I’m not a Mason, but I’ve researched the movement a lot during my undergrad thesis. A lot of the stuff that Christians have to say about Masonry is a bunch of crap. Like one commentor noted above, many of the Founders of the U.S. were Masons. There are Masonic motifs on our currency and in our capitol’s architecture. Many of the meetings that helped establish the government occurred in Masonic lodges. So according to the logic of Christians, George Washington and Ben Franklin were devil worshipers.

And I understand the disagreement Catholics have with Freemasonry. It’s part of their doctrine, but guess what? The Knits of Columbus is just a Catholic friendly version of Freemasonry. Some Catholic priest back in 1882 (over 100 years after Freemasonry was founded) saw the benefits of a fraternal organization gave to men (like Freemasonry and the Odd Fellows) and decided to start the group. It mimics Freemasonry in a lot of aspects. Special titles like “Supreme Knight,” advancements called “degrees” (just like Masons), symbolic rituals that go along with those degrees (just like Masons), special clothing worn by members (just like Masons).

So Catholics, quit the bitching. If it weren’t for Freemasonry, you wouldn’t have the Knits of Columbus and your cool pirate hats.

29 Kyle F. April 8, 2010 at 11:46 am

I think posts like these are beneficial in separating the wheat from the chaff as far as readership goes. If the discussion of a men’s fraternal organization is so offensive it makes your unsubscribe from the whole site, you really had no business being part of something called the Art of MANLINESS anyway.

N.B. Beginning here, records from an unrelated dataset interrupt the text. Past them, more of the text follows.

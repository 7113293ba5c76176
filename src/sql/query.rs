//! Query builder - construct single-table SELECT statements with a fluent API.
//!
//! Output is a single line with one space between clauses:
//!
//! ```text
//! SELECT "product_name", COUNT("id") AS "mention_count" FROM "update"
//!   WHERE "provider" = ? GROUP BY "product_name" ORDER BY mention_count DESC LIMIT ?
//! ```
//! (wrapped here for readability only).

use super::dialect::Dialect;
use super::expr::{Expr, ExprExt};
use super::token::{Token, TokenStream};

// =============================================================================
// Select Expression (column with optional alias)
// =============================================================================

/// A SELECT list item: expression with optional alias.
#[derive(Debug, Clone, PartialEq, Eq)]
#[must_use = "builders have no effect until used"]
pub struct SelectExpr {
    pub expr: Expr,
    pub alias: Option<String>,
}

impl SelectExpr {
    pub fn new(expr: Expr) -> Self {
        Self { expr, alias: None }
    }

    pub fn with_alias(mut self, alias: &str) -> Self {
        self.alias = Some(alias.into());
        self
    }

    pub fn to_tokens_for_dialect(&self, dialect: Dialect) -> TokenStream {
        let mut ts = self.expr.to_tokens_for_dialect(dialect);
        if let Some(alias) = &self.alias {
            ts.space()
                .push(Token::As)
                .space()
                .push(Token::Ident(alias.clone()));
        }
        ts
    }
}

impl From<Expr> for SelectExpr {
    fn from(expr: Expr) -> Self {
        SelectExpr::new(expr)
    }
}

// =============================================================================
// ORDER BY
// =============================================================================

/// Sort direction.
#[derive(Debug, Clone, Copy, PartialEq, Eq)]
pub enum SortDir {
    Asc,
    Desc,
}

/// An ORDER BY expression.
#[derive(Debug, Clone, PartialEq, Eq)]
#[must_use = "builders have no effect until used"]
pub struct OrderByExpr {
    pub expr: Expr,
    pub dir: SortDir,
}

impl OrderByExpr {
    pub fn asc(expr: Expr) -> Self {
        Self {
            expr,
            dir: SortDir::Asc,
        }
    }

    pub fn desc(expr: Expr) -> Self {
        Self {
            expr,
            dir: SortDir::Desc,
        }
    }

    pub fn to_tokens_for_dialect(&self, dialect: Dialect) -> TokenStream {
        let mut ts = self.expr.to_tokens_for_dialect(dialect);
        ts.space().push(match self.dir {
            SortDir::Asc => Token::Asc,
            SortDir::Desc => Token::Desc,
        });
        ts
    }
}

// =============================================================================
// Query Builder
// =============================================================================

/// A SELECT query over one table.
#[derive(Debug, Clone, Default, PartialEq, Eq)]
#[must_use = "Query has no effect until converted to SQL with to_sql() or to_tokens()"]
pub struct Query {
    pub select: Vec<SelectExpr>,
    pub from: Option<String>,
    pub where_clause: Option<Expr>,
    pub group_by: Vec<Expr>,
    pub order_by: Vec<OrderByExpr>,
    /// LIMIT operand; always a parameter in compiled output.
    pub limit: Option<Expr>,
}

impl Query {
    /// Create a new empty query.
    pub fn new() -> Self {
        Self::default()
    }

    /// Set the SELECT list.
    pub fn select(mut self, exprs: Vec<impl Into<SelectExpr>>) -> Self {
        self.select = exprs.into_iter().map(Into::into).collect();
        self
    }

    /// Set the FROM table.
    pub fn from(mut self, table: &str) -> Self {
        self.from = Some(table.into());
        self
    }

    /// Add a WHERE condition (ANDed with any existing condition).
    pub fn filter(mut self, condition: Expr) -> Self {
        self.where_clause = Some(match self.where_clause.take() {
            Some(existing) => existing.and(condition),
            None => condition,
        });
        self
    }

    /// Set the GROUP BY clause.
    pub fn group_by(mut self, exprs: Vec<Expr>) -> Self {
        self.group_by = exprs;
        self
    }

    /// Set the ORDER BY clause.
    pub fn order_by(mut self, exprs: Vec<OrderByExpr>) -> Self {
        self.order_by = exprs;
        self
    }

    /// Set LIMIT.
    pub fn limit(mut self, limit: Expr) -> Self {
        self.limit = Some(limit);
        self
    }

    /// Convert to token stream (default dialect).
    pub fn to_tokens(&self) -> TokenStream {
        self.to_tokens_for_dialect(Dialect::default())
    }

    /// Convert to token stream for a specific dialect, without terminator.
    pub fn to_tokens_for_dialect(&self, dialect: Dialect) -> TokenStream {
        let mut ts = TokenStream::new();

        // SELECT
        ts.push(Token::Select);
        for (i, select_expr) in self.select.iter().enumerate() {
            if i == 0 {
                ts.space();
            } else {
                ts.comma().space();
            }
            ts.append(&select_expr.to_tokens_for_dialect(dialect));
        }

        // FROM
        if let Some(from) = &self.from {
            ts.space().push(Token::From).space();
            ts.push(Token::Ident(from.clone()));
        }

        // WHERE
        if let Some(where_clause) = &self.where_clause {
            ts.space().push(Token::Where).space();
            ts.append(&where_clause.to_tokens_for_dialect(dialect));
        }

        // GROUP BY
        if !self.group_by.is_empty() {
            ts.space().push(Token::GroupBy).space();
            for (i, expr) in self.group_by.iter().enumerate() {
                if i > 0 {
                    ts.comma().space();
                }
                ts.append(&expr.to_tokens_for_dialect(dialect));
            }
        }

        // ORDER BY
        if !self.order_by.is_empty() {
            ts.space().push(Token::OrderBy).space();
            for (i, order_expr) in self.order_by.iter().enumerate() {
                if i > 0 {
                    ts.comma().space();
                }
                ts.append(&order_expr.to_tokens_for_dialect(dialect));
            }
        }

        // LIMIT
        if let Some(limit) = &self.limit {
            ts.space().push(Token::Limit).space();
            ts.append(&limit.to_tokens_for_dialect(dialect));
        }

        ts
    }

    /// Generate a terminated SQL statement for a specific dialect.
    pub fn to_sql(&self, dialect: Dialect) -> String {
        let mut ts = self.to_tokens_for_dialect(dialect);
        ts.push(Token::Semicolon);
        ts.serialize(dialect)
    }
}

impl std::fmt::Display for Query {
    /// Formats the query using the default dialect (SQLite).
    ///
    /// For dialect-specific SQL, use [`Query::to_sql`] instead.
    fn fmt(&self, f: &mut std::fmt::Formatter<'_>) -> std::fmt::Result {
        write!(f, "{}", self.to_sql(Dialect::default()))
    }
}

// =============================================================================
// Tests
// =============================================================================
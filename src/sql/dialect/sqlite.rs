//! SQLite SQL dialect.
//!
//! - ANSI identifier quoting (`"`)
//! - `?` parameter markers

use super::helpers;
use super::SqlDialect;

/// SQLite SQL dialect.
#[derive(Debug, Clone, Copy)]
pub struct Sqlite;

impl SqlDialect for Sqlite {
    fn name(&self) -> &'static str {
        "sqlite"
    }

    fn quote_identifier(&self, ident: &str) -> String {
        helpers::quote_double(ident)
    }

    fn placeholder(&self, index: usize) -> String {
        helpers::placeholder_question(index)
    }
}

As Zach says very well, this is not a religious site. And Freemasonry is not a religion. So why demand that it align with your beliefs?

I would highly recommend that these offended brethren read one of my favorite AoM articles:

Here’s the best quote:

“The Narrowing of Man’s Worldview

Whenever we have a controversial post here on AoM, I’m always dismayed by one kind of comment: the person that announces that because they disagree with or don’t like the article, they are unsubscribing from site. Now I’m not dismayed by these kinds of comments because I’m worried about the fate of AoM; the site is doing just fine. No, I find these kinds of comments alarming because of how indicative they are of a more general and wholly disappointing cultural trend. They vividly reveal the way in which many men in today’s society truly believe that the world revolves around them.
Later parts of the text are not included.